PICICA: "E se o “golpe” supostamente tão temido
pela ex-querda (um temor que tem forte apelo em amplos setores
democrático-progressistas, com naturalmente profundo impacto nos
sobreviventes dos Anos de Chumbo) já tiver acontecido? Ou melhor, se for
um golpe de novo tipo, um “work in progress” em fase já bem adiantada?
A imposição,
à falta de um nome “de marca”, de um “genérico” disponível como Levy,
por parte da “mão invisível do mercado”; a instauração do Consulado
Cunha-Calheiros e sua agenda trevosa anti-direitos individuais
(maioridade penal, questões de gênero e família etc), políticos
(distritão, restauração do modelo representativo da República Velha),
econômicos (autonomia do Banco Central) e sociais (“pacto de maldades” +
liberação absoluta da terceirização, com a siamesa denegação de
direitos trabalhistas); a liberação total da matança de jovens pobres
pelo Estado; a revisão do modelo de partilha do Pré-Sal; e o sequestro
da “opinião pública” por parte do oligopólio midiático com relação a
todos esses temas – tudo isso é “normalidade democrática”?"
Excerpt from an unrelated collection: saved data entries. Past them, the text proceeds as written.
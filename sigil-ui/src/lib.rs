use leptos::*;
use leptos_meta::*;
use leptos_router::*;
use sigil_common::config::SigilConfig;
use std::rc::Rc;
use wasm_bindgen::prelude::wasm_bindgen;

pub mod components;
mod console;
mod pages;
pub mod session;

use components::{ToastStack, Toaster};
use console::ConsoleWriter;
use pages::{DashboardPage, LoginPage};
use session::SessionContext;

pub const LOGIN_ROUTE: &str = "/login";
pub const DASHBOARD_ROUTE: &str = "/dashboard";

/// Settings compiled into the bundle
const EMBEDDED_CONFIG: &str = include_str!("../sigil.toml");

pub fn load_config() -> SigilConfig {
    match SigilConfig::from_toml_str(EMBEDDED_CONFIG) {
        Ok(config) => config,
        Err(err) => {
            logging::warn!("Using default settings: {}", err);
            SigilConfig::default()
        }
    }
}

#[component]
pub fn App() -> impl IntoView {
    provide_meta_context();

    let config = Rc::new(load_config());
    if config.login.success_route != DASHBOARD_ROUTE {
        logging::warn!(
            "success_route '{}' has no page in this build",
            config.login.success_route
        );
    }

    let toaster = Toaster::new(config.notifications.duration_ms);
    provide_context(config);
    provide_context(SessionContext::restore());
    provide_context(toaster);

    view! {
        <Stylesheet id="leptos" href="/pkg/sigil-ui.css"/>
        <Title text="Sigil - Sign in"/>
        <Router>
            <main class="main-content">
                <Routes>
                    <Route path="" view=|| view! { <Redirect path=LOGIN_ROUTE/> }/>
                    <Route path=LOGIN_ROUTE view=LoginPage/>
                    <Route path=DASHBOARD_ROUTE view=DashboardPage/>
                </Routes>
            </main>
            <ToastStack toaster=toaster/>
        </Router>
    }
}

#[wasm_bindgen(start)]
pub fn start() {
    console_error_panic_hook::set_once();

    let logging_config = load_config().logging;
    if let Err(err) = logging_config.init_with_writer(ConsoleWriter::default) {
        logging::warn!("Tracing unavailable: {}", err);
    }

    mount_to_body(|| view! { <App/> });
}

#[cfg(test)]
mod tests {
    use super::*;

    #[test]
    fn test_embedded_config_parses() {
        let config = SigilConfig::from_toml_str(EMBEDDED_CONFIG).unwrap();
        assert_eq!(config.login.success_route, DASHBOARD_ROUTE);
        assert_eq!(config.credentials.len(), 2);
        assert_eq!(config, SigilConfig::default());
    }
}
// ABOUTME: Error types for process definition construction and loading
// ABOUTME: Separates structural validation failures from decoding and IO failures

use thiserror::Error;

#[derive(Error, Debug)]
pub enum ModelError {
    #[error("Failed to read process definition: {0}")]
    IoError(#[from] std::io::Error),

    #[error("Failed to parse YAML: {0}")]
    YamlError(#[from] serde_yaml::Error),

    #[error("Failed to parse JSON: {0}")]
    JsonError(#[from] serde_json::Error),

    #[error("Unsupported definition format: {0}")]
    UnsupportedFormat(String),

    #[error("Validation failed: {0}")]
    ValidationError(#[from] ValidationError),
}

#[derive(Error, Debug, Clone, PartialEq)]
pub enum ValidationError {
    #[error("Duplicate task id '{task_id}' in process '{process_id}'")]
    DuplicateTask { process_id: String, task_id: String },
}

pub type Result<T> = std::result::Result<T, ModelError>;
Os Príncipes São Mais Sábios que o Povo? Atualidade da questão maquiaveliana – Por Adriano Pilatti
Por Adriano Pilatti – 08/04/2015
E se o “golpe” supostamente tão temido
pela ex-querda (um temor que tem forte apelo em amplos setores
democrático-progressistas, com naturalmente profundo impacto nos
sobreviventes dos Anos de Chumbo) já tiver acontecido? Ou melhor, se for
um golpe de novo tipo, um “work in progress” em fase já bem adiantada?
A imposição,
à falta de um nome “de marca”, de um “genérico” disponível como Levy,
por parte da “mão invisível do mercado”; a instauração do Consulado
Cunha-Calheiros e sua agenda trevosa anti-direitos individuais
(maioridade penal, questões de gênero e família etc), políticos
(distritão, restauração do modelo representativo da República Velha),
econômicos (autonomia do Banco Central) e sociais (“pacto de maldades” +
liberação absoluta da terceirização, com a siamesa denegação de
direitos trabalhistas); a liberação total da matança de jovens pobres
pelo Estado; a revisão do modelo de partilha do Pré-Sal; e o sequestro
da “opinião pública” por parte do oligopólio midiático com relação a
todos esses temas – tudo isso é “normalidade democrática”?
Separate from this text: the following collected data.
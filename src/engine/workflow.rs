// ABOUTME: WorkflowEngine: registers process definitions and runs instances of them
// ABOUTME: Owns the definition registry and the instance store shared by all runs

use chrono::Utc;
use indexmap::IndexMap;
use std::sync::Arc;
use std::time::Duration;
use tokio::sync::RwLock;
use tracing::info;

use super::context::InstanceContext;
use super::error::{EngineError, Result};
use super::executor::Executor;
use super::instance::WorkflowInstance;
use super::scheduler::TaskScheduler;
use super::store::InstanceStore;
use crate::config::EngineConfig;
use crate::integrations::{Collaborators, HttpTransport, Notifier, Transformer};
use crate::model::{ProcessDefinition, TaskType, Variables};
use crate::tasks::{HandlerTable, TaskHandler};

pub struct WorkflowEngine {
    processes: RwLock<IndexMap<String, Arc<ProcessDefinition>>>,
    instances: RwLock<InstanceStore>,
    executor: Executor,
    config: EngineConfig,
}

impl WorkflowEngine {
    /// Engine with default configuration and default collaborators.
    pub fn new() -> Self {
        Self::builder().build()
    }

    pub fn builder() -> WorkflowEngineBuilder {
        WorkflowEngineBuilder::default()
    }

    pub fn config(&self) -> &EngineConfig {
        &self.config
    }

    /// Store a definition. Fails if its id is already registered.
    pub async fn register(&self, process: ProcessDefinition) -> Result<()> {
        process
            .validate()
            .map_err(|e| EngineError::Model(e.into()))?;

        let mut processes = self.processes.write().await;
        if processes.contains_key(&process.id) {
            return Err(EngineError::DuplicateProcess {
                process_id: process.id,
            });
        }

        info!(
            process_id = %process.id,
            version = %process.version,
            tasks = process.tasks.len(),
            "Registered process"
        );
        processes.insert(process.id.clone(), Arc::new(process));
        Ok(())
    }

    /// Create an instance and start running it in the background. Caller
    /// variables override the definition's defaults.
    pub async fn start(&self, process_id: &str, variables: Variables) -> Result<String> {
        let process = self
            .process(process_id)
            .await
            .ok_or_else(|| EngineError::ProcessNotFound {
                process_id: process_id.to_string(),
            })?;

        let mut merged = process.variables.clone();
        merged.extend(variables);

        let instance_id = new_instance_id(process_id);
        let instance =
            InstanceContext::new(WorkflowInstance::new(&instance_id, process_id, merged));

        {
            let mut store = self.instances.write().await;
            store.evict().await;
            store.insert(instance.clone());
        }

        info!(instance_id = %instance_id, process_id = %process_id, "Starting instance");
        let executor = self.executor.clone();
        tokio::spawn(async move { executor.run_instance(process, instance).await });

        Ok(instance_id)
    }

    /// Snapshot of an instance, if it is still retained.
    pub async fn status(&self, instance_id: &str) -> Option<WorkflowInstance> {
        let handle = self.instances.read().await.get(instance_id)?;
        Some(handle.snapshot().await)
    }

    /// Request cooperative cancellation. True only if the instance was running.
    pub async fn cancel(&self, instance_id: &str) -> bool {
        let Some(handle) = self.instances.read().await.get(instance_id) else {
            return false;
        };
        let cancelled = handle.cancel().await;
        if cancelled {
            info!(instance_id = %instance_id, "Cancellation requested");
        }
        cancelled
    }

    /// Poll until the instance run has finished, returning the final snapshot.
    pub async fn wait_for(&self, instance_id: &str, timeout: Duration) -> Result<WorkflowInstance> {
        let handle = self
            .instances
            .read()
            .await
            .get(instance_id)
            .ok_or_else(|| EngineError::InstanceNotFound {
                instance_id: instance_id.to_string(),
            })?;

        let poll_interval = self.config.poll_interval;
        let wait = async {
            loop {
                let snapshot = handle.snapshot().await;
                if snapshot.is_finished() {
                    return snapshot;
                }
                tokio::time::sleep(poll_interval).await;
            }
        };

        tokio::time::timeout(timeout, wait)
            .await
            .map_err(|_| EngineError::WaitTimeout {
                instance_id: instance_id.to_string(),
                timeout,
            })
    }

    pub async fn process(&self, process_id: &str) -> Option<Arc<ProcessDefinition>> {
        self.processes.read().await.get(process_id).cloned()
    }

    pub async fn processes(&self) -> Vec<Arc<ProcessDefinition>> {
        self.processes.read().await.values().cloned().collect()
    }

    /// Snapshots of every retained instance, oldest first.
    pub async fn instances(&self) -> Vec<WorkflowInstance> {
        let handles = self.instances.read().await.handles();
        let mut snapshots = Vec::with_capacity(handles.len());
        for handle in handles {
            snapshots.push(handle.snapshot().await);
        }
        snapshots
    }
}

impl Default for WorkflowEngine {
    fn default() -> Self {
        Self::new()
    }
}

impl std::fmt::Debug for WorkflowEngine {
    fn fmt(&self, f: &mut std::fmt::Formatter<'_>) -> std::fmt::Result {
        f.debug_struct("WorkflowEngine")
            .field("config", &self.config)
            .finish()
    }
}

/// `{process_id}_{timestamp}_{suffix}`; the suffix keeps ids unique when two
/// instances start within the same microsecond.
fn new_instance_id(process_id: &str) -> String {
    let suffix = uuid::Uuid::new_v4().simple().to_string();
    format!(
        "{}_{}_{}",
        process_id,
        Utc::now().format("%Y%m%d%H%M%S%6f"),
        &suffix[..8]
    )
}

/// Binds configuration, collaborators, and handler overrides at construction.
#[derive(Default)]
pub struct WorkflowEngineBuilder {
    config: EngineConfig,
    collaborators: Collaborators,
    overrides: Vec<(TaskType, Option<Arc<dyn TaskHandler>>)>,
}

impl WorkflowEngineBuilder {
    pub fn config(mut self, config: EngineConfig) -> Self {
        self.config = config;
        self
    }

    pub fn transport(mut self, transport: Arc<dyn HttpTransport>) -> Self {
        self.collaborators.transport = transport;
        self
    }

    pub fn notifier(mut self, notifier: Arc<dyn Notifier>) -> Self {
        self.collaborators.notifier = notifier;
        self
    }

    pub fn transformer(mut self, transformer: Arc<dyn Transformer>) -> Self {
        self.collaborators.transformer = transformer;
        self
    }

    /// Replace the built-in handler for a task type.
    pub fn handler(mut self, task_type: TaskType, handler: Arc<dyn TaskHandler>) -> Self {
        self.overrides.push((task_type, Some(handler)));
        self
    }

    /// Leave a task type without a handler; tasks of that type abort their instance.
    pub fn without_handler(mut self, task_type: TaskType) -> Self {
        self.overrides.push((task_type, None));
        self
    }

    pub fn build(self) -> WorkflowEngine {
        let mut handlers = HandlerTable::standard(&self.collaborators);
        for (task_type, handler) in self.overrides {
            match handler {
                Some(handler) => handlers.set(task_type, handler),
                None => handlers.remove(task_type),
            }
        }

        let scheduler = TaskScheduler::new()
            .with_enforce_timeouts(self.config.enforce_timeouts)
            .with_default_timeout(self.config.default_task_timeout);

        WorkflowEngine {
            processes: RwLock::new(IndexMap::new()),
            instances: RwLock::new(InstanceStore::new(
                self.config.max_retained_instances,
                self.config.instance_ttl,
            )),
            executor: Executor::new(handlers, scheduler),
            config: self.config,
        }
    }
}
Numa fase do capitalismo e numa
configuração do poder mundial que fogem completamente ao modelo
correspondente à Guerra Fria, é de se esperar que os golpes correspondam
ao figurino do velho tipo? Assim como “a próxima revolução não será
televisionada”, talvez o “próximo” golpe não seja fardado: isso já se
tornou obsoleto, o Capital se escaldou com o alto custo das caixinhas
castrenses e suporta bem o custo atual, o Departamento de Estado dos EUA
tem mais o que fazer, e sem eles as Forças Armadas em frangalhos não
conseguem bancar ações old fashion. Bolsonaros são coisas obsoletas, aí
remanescem como espantalhos tão somente – figuras mais bem trajadas e
menos deselegantes os tornam dispensáveis.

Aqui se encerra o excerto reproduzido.